§ **DIRECTIONS**:
Copy, from the material below, each line where "that" shows up.

§ **RECORDS SUPPLIED**:
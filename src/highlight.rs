//! Per-frame overlay composition.
//!
//! Every shape is derived from a fresh measurement of the live node. A node
//! that has left the tree contributes nothing, so a stale highlight can never
//! be painted.

use crate::resize::{handle_rects, Handle, ResizeSession};
use crate::store::EditorState;
use crate::transfer::TransferGesture;
use crate::{Document, NodeResolver, Rectangle, Target};

/// An outlined box with its identifier label
#[derive(Debug, Clone, PartialEq)]
pub struct Outline {
    pub bounds: Rectangle,
    pub label: String,
}

/// Hold-to-confirm progress drawn over the scanned child
#[derive(Debug, Clone, Copy, PartialEq)]
pub struct ScanIndicator {
    pub bounds: Rectangle,
    /// 0..=100
    pub progress: f32,
}

/// Dashed outline of the child following the pointer
#[derive(Debug, Clone, PartialEq)]
pub struct DragPreview {
    pub bounds: Rectangle,
    /// Where the child would land if released now
    pub drop_target: Option<Outline>,
}

/// Everything the host paints for one frame
#[derive(Debug, Clone, PartialEq, Default)]
pub struct OverlayFrame {
    pub hover: Option<Outline>,
    pub selection: Option<Outline>,
    pub handles: Vec<(Handle, Rectangle)>,
    pub resize_preview: Option<Rectangle>,
    pub scan: Option<ScanIndicator>,
    pub drag_preview: Option<DragPreview>,
}

impl OverlayFrame {
    pub fn is_empty(&self) -> bool {
        *self == OverlayFrame::default()
    }
}

fn outline(doc: &Document, target: &Target) -> Option<Outline> {
    Some(Outline {
        bounds: target.remeasure(doc)?,
        label: target.stable_id.clone(),
    })
}

pub struct HighlightRenderer {
    handle_size: f32,
}

impl HighlightRenderer {
    pub fn new(handle_size: f32) -> Self {
        Self { handle_size }
    }

    pub fn compose(
        &self,
        doc: &Document,
        state: &EditorState,
        resolver: &NodeResolver,
        resize: Option<&ResizeSession>,
        transfer: &TransferGesture,
    ) -> OverlayFrame {
        let mut frame = OverlayFrame::default();
        if !state.mode.is_active() {
            return frame;
        }

        frame.hover = state.hovered.as_ref().and_then(|t| outline(doc, t));
        frame.selection = state.selected.as_ref().and_then(|t| outline(doc, t));

        if let Some(selection) = &frame.selection {
            // Handles track the preview while a resize is under way
            let handle_box = resize
                .filter(|session| doc.is_attached(session.node()))
                .map(|session| session.preview())
                .unwrap_or(selection.bounds);
            frame.handles = handle_rects(&handle_box, self.handle_size);
            frame.resize_preview = resize
                .filter(|session| doc.is_attached(session.node()))
                .map(|session| session.preview());
        }

        let Some(child) = transfer.child() else {
            return frame;
        };
        let Some(child_bounds) = doc.measure(child) else {
            return frame;
        };

        match transfer.pointer() {
            None => {
                frame.scan = Some(ScanIndicator {
                    bounds: child_bounds,
                    progress: transfer.progress(),
                });
            }
            Some(pointer) => {
                let bounds = Rectangle::new(
                    pointer.x - child_bounds.width / 2.0,
                    pointer.y - child_bounds.height / 2.0,
                    child_bounds.width,
                    child_bounds.height,
                );
                let drop_target = resolver
                    .resolve_at_excluding(doc, pointer, child)
                    .and_then(|t| outline(doc, &t));
                frame.drag_preview = Some(DragPreview {
                    bounds,
                    drop_target,
                });
            }
        }

        frame
    }
}
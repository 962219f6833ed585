// Builders for documents used across the integration tests

#![allow(dead_code)]

use live_inspector::{Document, Node, NodeId, Rectangle};

pub const VIEWPORT: Rectangle = Rectangle {
    x: 0.0,
    y: 0.0,
    width: 1000.0,
    height: 800.0,
};

/// A registered region with a chain of nested descendants
///
/// `levels` nodes are nested below the region, each inset by 10 on every side.
pub fn registered_region(levels: usize) -> (Document, NodeId, Vec<NodeId>) {
    let mut doc = Document::new(VIEWPORT);
    let root = doc.root();
    let main = doc
        .insert(root, Node::new("main", Rectangle::new(0.0, 0.0, 1000.0, 800.0)))
        .unwrap();
    let region = doc
        .insert(
            main,
            Node::new("section", Rectangle::new(100.0, 100.0, 400.0, 400.0))
                .with_attribute("data-registry-id", "hero"),
        )
        .unwrap();

    let mut descendants = Vec::new();
    let mut parent = region;
    for level in 1..=levels {
        let inset = level as f32 * 10.0;
        let node = doc
            .insert(
                parent,
                Node::new(
                    "div",
                    Rectangle::new(100.0 + inset, 100.0 + inset, 400.0 - 2.0 * inset, 400.0 - 2.0 * inset),
                ),
            )
            .unwrap();
        descendants.push(node);
        parent = node;
    }

    doc.clear_events();
    (doc, region, descendants)
}

/// A 100x100 parent holding one 50x50 child
pub fn parent_with_child() -> (Document, NodeId, NodeId) {
    let mut doc = Document::new(VIEWPORT);
    let root = doc.root();
    let parent = doc
        .insert(
            root,
            Node::new("div", Rectangle::new(100.0, 100.0, 100.0, 100.0))
                .with_attribute("data-registry-id", "box"),
        )
        .unwrap();
    let child = doc
        .create_node(parent, "span", Rectangle::new(110.0, 110.0, 50.0, 50.0))
        .unwrap();
    doc.clear_events();
    (doc, parent, child)
}

/// Two registered columns; the left one holds a movable card
pub struct Columns {
    pub doc: Document,
    pub left: NodeId,
    pub right: NodeId,
    pub card: NodeId,
}

pub fn two_columns() -> Columns {
    let mut doc = Document::new(VIEWPORT);
    let root = doc.root();
    let left = doc
        .insert(
            root,
            Node::new("div", Rectangle::new(0.0, 0.0, 400.0, 600.0))
                .with_attribute("data-registry-id", "col-left"),
        )
        .unwrap();
    let right = doc
        .insert(
            root,
            Node::new("div", Rectangle::new(500.0, 0.0, 400.0, 600.0))
                .with_attribute("data-registry-id", "col-right"),
        )
        .unwrap();
    let card = doc
        .insert(
            left,
            Node::new("article", Rectangle::new(20.0, 20.0, 200.0, 100.0))
                .with_attribute("data-registry-id", "card"),
        )
        .unwrap();
    doc.clear_events();
    Columns {
        doc,
        left,
        right,
        card,
    }
}
//! Activation handshake and selection reporting.
//!
//! An opener (the window that asked for a pick) enables Select mode either
//! by message or through query parameters, and receives an
//! `ELEMENT_SELECTED` report once the operator confirms a node.

use crate::ElementInfo;
use anyhow::{Context, Result};
use chrono::{DateTime, Utc};
use serde::{Deserialize, Serialize};
use url::Url;

/// Messages accepted from the opener
#[derive(Debug, Clone, PartialEq, Eq, Serialize, Deserialize)]
#[serde(tag = "type")]
pub enum OpenerMessage {
    #[serde(rename = "ENABLE_SELECTOR", rename_all = "camelCase")]
    EnableSelector {
        #[serde(default)]
        return_url: Option<String>,
        #[serde(default)]
        step_index: Option<u32>,
    },
}

impl OpenerMessage {
    pub fn from_json(raw: &str) -> Result<Self> {
        serde_json::from_str(raw).context("Failed to parse opener message")
    }
}

/// Where to report a pick and which step it belongs to
#[derive(Debug, Clone, PartialEq, Eq, Default)]
pub struct ActivationRequest {
    pub return_url: Option<String>,
    pub step_index: Option<u32>,
}

impl ActivationRequest {
    /// Read `enableSelector=1&returnUrl=…&stepIndex=…` from a page URL
    ///
    /// Returns `None` when the flag is absent or not `1`.
    pub fn from_url(raw: &str) -> Result<Option<Self>> {
        let url = Url::parse(raw).with_context(|| format!("Invalid page URL: {}", raw))?;
        Ok(Self::from_pairs(url.query_pairs()))
    }

    /// Same as [`ActivationRequest::from_url`] for a bare query string
    pub fn from_query(query: &str) -> Option<Self> {
        let query = query.strip_prefix('?').unwrap_or(query);
        Self::from_pairs(url::form_urlencoded::parse(query.as_bytes()))
    }

    fn from_pairs<'a>(
        pairs: impl Iterator<Item = (std::borrow::Cow<'a, str>, std::borrow::Cow<'a, str>)>,
    ) -> Option<Self> {
        let mut enabled = false;
        let mut request = ActivationRequest::default();
        for (key, value) in pairs {
            match key.as_ref() {
                "enableSelector" => enabled = value == "1",
                "returnUrl" if !value.is_empty() => request.return_url = Some(value.into_owned()),
                "stepIndex" => request.step_index = value.parse().ok(),
                _ => {}
            }
        }
        enabled.then_some(request)
    }
}

impl From<OpenerMessage> for ActivationRequest {
    fn from(message: OpenerMessage) -> Self {
        match message {
            OpenerMessage::EnableSelector {
                return_url,
                step_index,
            } => ActivationRequest {
                return_url,
                step_index,
            },
        }
    }
}

/// Payload of a confirmed pick
#[derive(Debug, Clone, PartialEq, Eq, Serialize, Deserialize)]
#[serde(rename_all = "camelCase")]
pub struct SelectionReport {
    pub selector: String,
    pub stable_id: Option<String>,
    pub step_index: Option<u32>,
    pub element_info: ElementInfo,
}

/// Messages sent to the opener
#[derive(Debug, Clone, PartialEq, Eq, Serialize, Deserialize)]
#[serde(tag = "type")]
pub enum OutboundMessage {
    #[serde(rename = "SELECTOR_READY")]
    SelectorReady,
    #[serde(rename = "ELEMENT_SELECTED")]
    ElementSelected(SelectionReport),
}

impl OutboundMessage {
    pub fn to_json(&self) -> Result<String> {
        serde_json::to_string(self).context("Failed to serialize opener message")
    }
}

/// Record persisted so a reopened host page can recover the last pick
#[derive(Debug, Clone, PartialEq, Eq, Serialize, Deserialize)]
#[serde(rename_all = "camelCase")]
pub struct StoredSelection {
    pub selector: String,
    pub stable_id: Option<String>,
    pub step_index: Option<u32>,
    pub return_url: Option<String>,
    pub selected_at: DateTime<Utc>,
}

impl StoredSelection {
    pub fn from_report(report: &SelectionReport, request: &ActivationRequest) -> Self {
        Self {
            selector: report.selector.clone(),
            stable_id: report.stable_id.clone(),
            step_index: report.step_index,
            return_url: request.return_url.clone(),
            selected_at: Utc::now(),
        }
    }
}

/// The window that requested a pick
pub trait OpenerChannel {
    fn post(&mut self, message: &OutboundMessage) -> Result<()>;
}

/// Opener that keeps every message it receives
#[derive(Debug, Default, Clone)]
pub struct RecordingOpener {
    messages: Vec<OutboundMessage>,
}

impl RecordingOpener {
    pub fn new() -> Self {
        Self::default()
    }

    pub fn messages(&self) -> &[OutboundMessage] {
        &self.messages
    }

    pub fn last_report(&self) -> Option<&SelectionReport> {
        self.messages.iter().rev().find_map(|m| match m {
            OutboundMessage::ElementSelected(report) => Some(report),
            OutboundMessage::SelectorReady => None,
        })
    }
}

impl OpenerChannel for RecordingOpener {
    fn post(&mut self, message: &OutboundMessage) -> Result<()> {
        tracing::debug!(payload = %message.to_json()?, "opener message");
        self.messages.push(message.clone());
        Ok(())
    }
}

§ **EXERCISE ANSWER**:
//! that has left the tree contributes nothing, so a stale highlight can never
//! An opener (the window that asked for a pick) enables Select mode either
/// The window that requested a pick
/// Opener that keeps every message it receives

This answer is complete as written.